(What you should do): Look below for the line containing "use futures_util::stream::BoxStream;"; from there through the line containing "pub type AccountStream", both lines included, please set down each line exactly and nothing else.

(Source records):
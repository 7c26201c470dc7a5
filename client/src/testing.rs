//! In-memory collaborators for tests.

use std::{
    collections::{HashMap, HashSet},
    sync::{
        atomic::{AtomicI64, Ordering},
        Mutex,
    },
};

use button_api::prelude::*;
use futures_util::StreamExt;
use solana_sdk::{
    hash::Hash, pubkey::Pubkey, signature::Signature, transaction::Transaction,
};
use tokio::sync::mpsc;
use tokio_stream::wrappers::UnboundedReceiverStream;

use crate::{
    backend::{
        AccountSource, AccountStream, AccountSubscriber, Confirmation, Confirmer, RawAccount,
        Wallet,
    },
    clock::Clock,
    error::RejectReason,
    Error, Result,
};

pub(crate) fn fresh_round(round_id: u64) -> Round {
    Round {
        last_clicker: Round::NO_CLICKER,
        round_id,
        click_count: 0,
        is_active: true,
        has_ended: false,
        last_click_timestamp: None,
        round_duration_seconds: 600,
    }
}

pub(crate) fn clicked_round(round_id: u64, clicker: Pubkey, at: i64) -> Round {
    Round {
        last_clicker: clicker,
        click_count: 1,
        last_click_timestamp: Some(at),
        ..fresh_round(round_id)
    }
}

pub(crate) fn vault(round_id: u64, balance: u64, deposit_amount: u64) -> Vault {
    Vault {
        round_id,
        balance,
        deposit_amount,
    }
}

fn encode<T: ButtonAccount>(account: &T) -> Vec<u8> {
    let mut data = account.to_bytes().unwrap();
    data.resize(T::SIZE, 0);
    data
}

#[derive(Default)]
struct LedgerState {
    accounts: HashMap<Pubkey, RawAccount>,
    subscribers: HashMap<Pubkey, Vec<mpsc::UnboundedSender<Vec<u8>>>>,
    subscribe_calls: usize,
    stalled: HashSet<Pubkey>,
    confirmation: Option<Confirmation>,
    confirm_calls: usize,
}

/// Account storage, notifications and confirmations held in memory.
#[derive(Default)]
pub(crate) struct MockLedger {
    state: Mutex<LedgerState>,
}

impl MockLedger {
    pub(crate) fn put_raw(&self, address: Pubkey, data: Vec<u8>) {
        let mut state = self.state.lock().unwrap();
        state.accounts.entry(address).or_default().data = data;
    }

    pub(crate) fn put_registry(&self, registry: &Registry) {
        self.put_raw(GLOBAL_ADDRESS, encode(registry));
    }

    pub(crate) fn put_round(&self, round: &Round) {
        self.put_raw(round.pda().0, encode(round));
    }

    pub(crate) fn put_vault(&self, vault: &Vault) {
        self.put_raw(vault.pda().0, encode(vault));
    }

    pub(crate) fn set_lamports(&self, address: Pubkey, lamports: u64) {
        let mut state = self.state.lock().unwrap();
        state.accounts.entry(address).or_default().lamports = lamports;
    }

    /// Stores `data` and pushes it to every live subscriber of `address`.
    pub(crate) fn notify(&self, address: Pubkey, data: Vec<u8>) {
        let mut state = self.state.lock().unwrap();
        state.accounts.entry(address).or_default().data = data.clone();
        if let Some(senders) = state.subscribers.get_mut(&address) {
            senders.retain(|sender| sender.send(data.clone()).is_ok());
        }
    }

    /// Pushes `data` to subscribers without touching stored state.
    pub(crate) fn notify_raw(&self, address: Pubkey, data: Vec<u8>) {
        let mut state = self.state.lock().unwrap();
        if let Some(senders) = state.subscribers.get_mut(&address) {
            senders.retain(|sender| sender.send(data.clone()).is_ok());
        }
    }

    /// Ends every subscription to `address`.
    pub(crate) fn close(&self, address: Pubkey) {
        self.state.lock().unwrap().subscribers.remove(&address);
    }

    pub(crate) fn live_subscribers(&self, address: &Pubkey) -> usize {
        let state = self.state.lock().unwrap();
        state
            .subscribers
            .get(address)
            .map(|senders| senders.iter().filter(|s| !s.is_closed()).count())
            .unwrap_or(0)
    }

    /// Makes every later subscription to `address` hang forever.
    pub(crate) fn stall_subscriptions(&self, address: Pubkey) {
        self.state.lock().unwrap().stalled.insert(address);
    }

    pub(crate) fn subscribe_calls(&self) -> usize {
        self.state.lock().unwrap().subscribe_calls
    }

    pub(crate) fn set_confirmation(&self, confirmation: Confirmation) {
        self.state.lock().unwrap().confirmation = Some(confirmation);
    }

    pub(crate) fn confirm_calls(&self) -> usize {
        self.state.lock().unwrap().confirm_calls
    }
}

impl AccountSource for MockLedger {
    async fn fetch(&self, address: &Pubkey) -> Result<Option<RawAccount>> {
        Ok(self.state.lock().unwrap().accounts.get(address).cloned())
    }

    async fn fetch_program_accounts(
        &self,
        discriminator: [u8; 8],
    ) -> Result<Vec<(Pubkey, RawAccount)>> {
        let state = self.state.lock().unwrap();
        Ok(state
            .accounts
            .iter()
            .filter(|(_, account)| account.data.starts_with(&discriminator))
            .map(|(address, account)| (*address, account.clone()))
            .collect())
    }
}

impl AccountSubscriber for MockLedger {
    async fn subscribe(&self, address: Pubkey) -> Result<AccountStream> {
        let stalled = self.state.lock().unwrap().stalled.contains(&address);
        if stalled {
            std::future::pending::<()>().await;
        }
        let (tx, rx) = mpsc::unbounded_channel();
        let mut state = self.state.lock().unwrap();
        state.subscribe_calls += 1;
        state.subscribers.entry(address).or_default().push(tx);
        Ok(UnboundedReceiverStream::new(rx).boxed())
    }
}

impl Confirmer for MockLedger {
    async fn latest_blockhash(&self) -> Result<Hash> {
        Ok(Hash::new_from_array([7; 32]))
    }

    async fn confirm(&self, _signature: &Signature) -> Result<Confirmation> {
        let mut state = self.state.lock().unwrap();
        state.confirm_calls += 1;
        Ok(state
            .confirmation
            .clone()
            .unwrap_or(Confirmation::Confirmed))
    }
}

/// How [`MockWallet`] answers a signing request.
#[derive(Debug, Clone)]
pub(crate) enum WalletBehavior {
    Approve,
    Refuse,
    Reject(RejectReason),
}

pub(crate) struct MockWallet {
    identity: Pubkey,
    behavior: Mutex<WalletBehavior>,
    sent: Mutex<Vec<Transaction>>,
}

impl MockWallet {
    pub(crate) fn new(identity: Pubkey) -> Self {
        Self {
            identity,
            behavior: Mutex::new(WalletBehavior::Approve),
            sent: Mutex::default(),
        }
    }

    pub(crate) fn set_behavior(&self, behavior: WalletBehavior) {
        *self.behavior.lock().unwrap() = behavior;
    }

    pub(crate) fn sent(&self) -> Vec<Transaction> {
        self.sent.lock().unwrap().clone()
    }
}

impl Wallet for MockWallet {
    fn identity(&self) -> Pubkey {
        self.identity
    }

    async fn sign_and_send(&self, transaction: Transaction) -> Result<Signature> {
        let behavior = self.behavior.lock().unwrap().clone();
        match behavior {
            WalletBehavior::Approve => {
                let mut sent = self.sent.lock().unwrap();
                sent.push(transaction);
                Ok(Signature::from([sent.len() as u8; 64]))
            }
            WalletBehavior::Refuse => Err(Error::Authorization("user declined".to_string())),
            WalletBehavior::Reject(reason) => Err(Error::Rejected(reason)),
        }
    }
}

/// A clock that only moves when told to.
pub(crate) struct FixedClock(AtomicI64);

impl FixedClock {
    pub(crate) fn new(now: i64) -> Self {
        Self(AtomicI64::new(now))
    }

    pub(crate) fn set(&self, now: i64) {
        self.0.store(now, Ordering::SeqCst);
    }
}

impl Clock for FixedClock {
    fn unix_timestamp(&self) -> i64 {
        self.0.load(Ordering::SeqCst)
    }
}
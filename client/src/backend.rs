//! Seams to the external collaborators: account storage, change
//! notifications, transaction confirmation and the signing wallet.

use std::future::Future;

use futures_util::stream::BoxStream;
use solana_sdk::{
    account::Account, hash::Hash, pubkey::Pubkey, signature::Signature,
    transaction::{Transaction, TransactionError},
};

use crate::Result;

/// Raw account snapshot.
#[derive(Debug, Clone, PartialEq, Eq, Default)]
pub struct RawAccount {
    pub lamports: u64,
    pub data: Vec<u8>,
}

impl From<Account> for RawAccount {
    fn from(account: Account) -> Self {
        Self {
            lamports: account.lamports,
            data: account.data,
        }
    }
}

/// Stream of raw account data, one item per observed change, in ledger order.
pub type AccountStream = BoxStream<'static, Vec<u8>>;

/// Read access to program accounts.
pub trait AccountSource: Send + Sync {
    /// Fetch an account. Returns `None` if it does not exist.
    fn fetch(&self, address: &Pubkey) -> impl Future<Output = Result<Option<RawAccount>>> + Send;

    /// Fetch every account of the button program whose data starts with `discriminator`.
    fn fetch_program_accounts(
        &self,
        discriminator: [u8; 8],
    ) -> impl Future<Output = Result<Vec<(Pubkey, RawAccount)>>> + Send;
}

/// Account change notifications.
pub trait AccountSubscriber: Send + Sync {
    fn subscribe(&self, address: Pubkey) -> impl Future<Output = Result<AccountStream>> + Send;
}

/// Outcome of waiting for a transaction.
#[derive(Debug, Clone, PartialEq, Eq)]
pub enum Confirmation {
    Confirmed,
    Failed(TransactionError),
    TimedOut,
}

/// Transaction lifecycle on the ledger side.
pub trait Confirmer: Send + Sync {
    fn latest_blockhash(&self) -> impl Future<Output = Result<Hash>> + Send;

    /// Waits for `signature` within the collaborator's own confirmation window.
    fn confirm(&self, signature: &Signature) -> impl Future<Output = Result<Confirmation>> + Send;
}

/// The user's wallet.
pub trait Wallet: Send + Sync {
    fn identity(&self) -> Pubkey;

    /// Signs and submits the transaction.
    ///
    /// Fails with [`Error::Authorization`](crate::Error::Authorization) when signing is
    /// refused and [`Error::Rejected`](crate::Error::Rejected) or
    /// [`Error::Submission`](crate::Error::Submission) when delivery fails.
    fn sign_and_send(
        &self,
        transaction: Transaction,
    ) -> impl Future<Output = Result<Signature>> + Send;
}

(Finished task):
use futures_util::stream::BoxStream;
use solana_sdk::{
    account::Account, hash::Hash, pubkey::Pubkey, signature::Signature,
    transaction::{Transaction, TransactionError},
};

use crate::Result;

/// Raw account snapshot.
#[derive(Debug, Clone, PartialEq, Eq, Default)]
pub struct RawAccount {
    pub lamports: u64,
    pub data: Vec<u8>,
}

impl From<Account> for RawAccount {
    fn from(account: Account) -> Self {
        Self {
            lamports: account.lamports,
            data: account.data,
        }
    }
}

/// Stream of raw account data, one item per observed change, in ledger order.
pub type AccountStream = BoxStream<'static, Vec<u8>>;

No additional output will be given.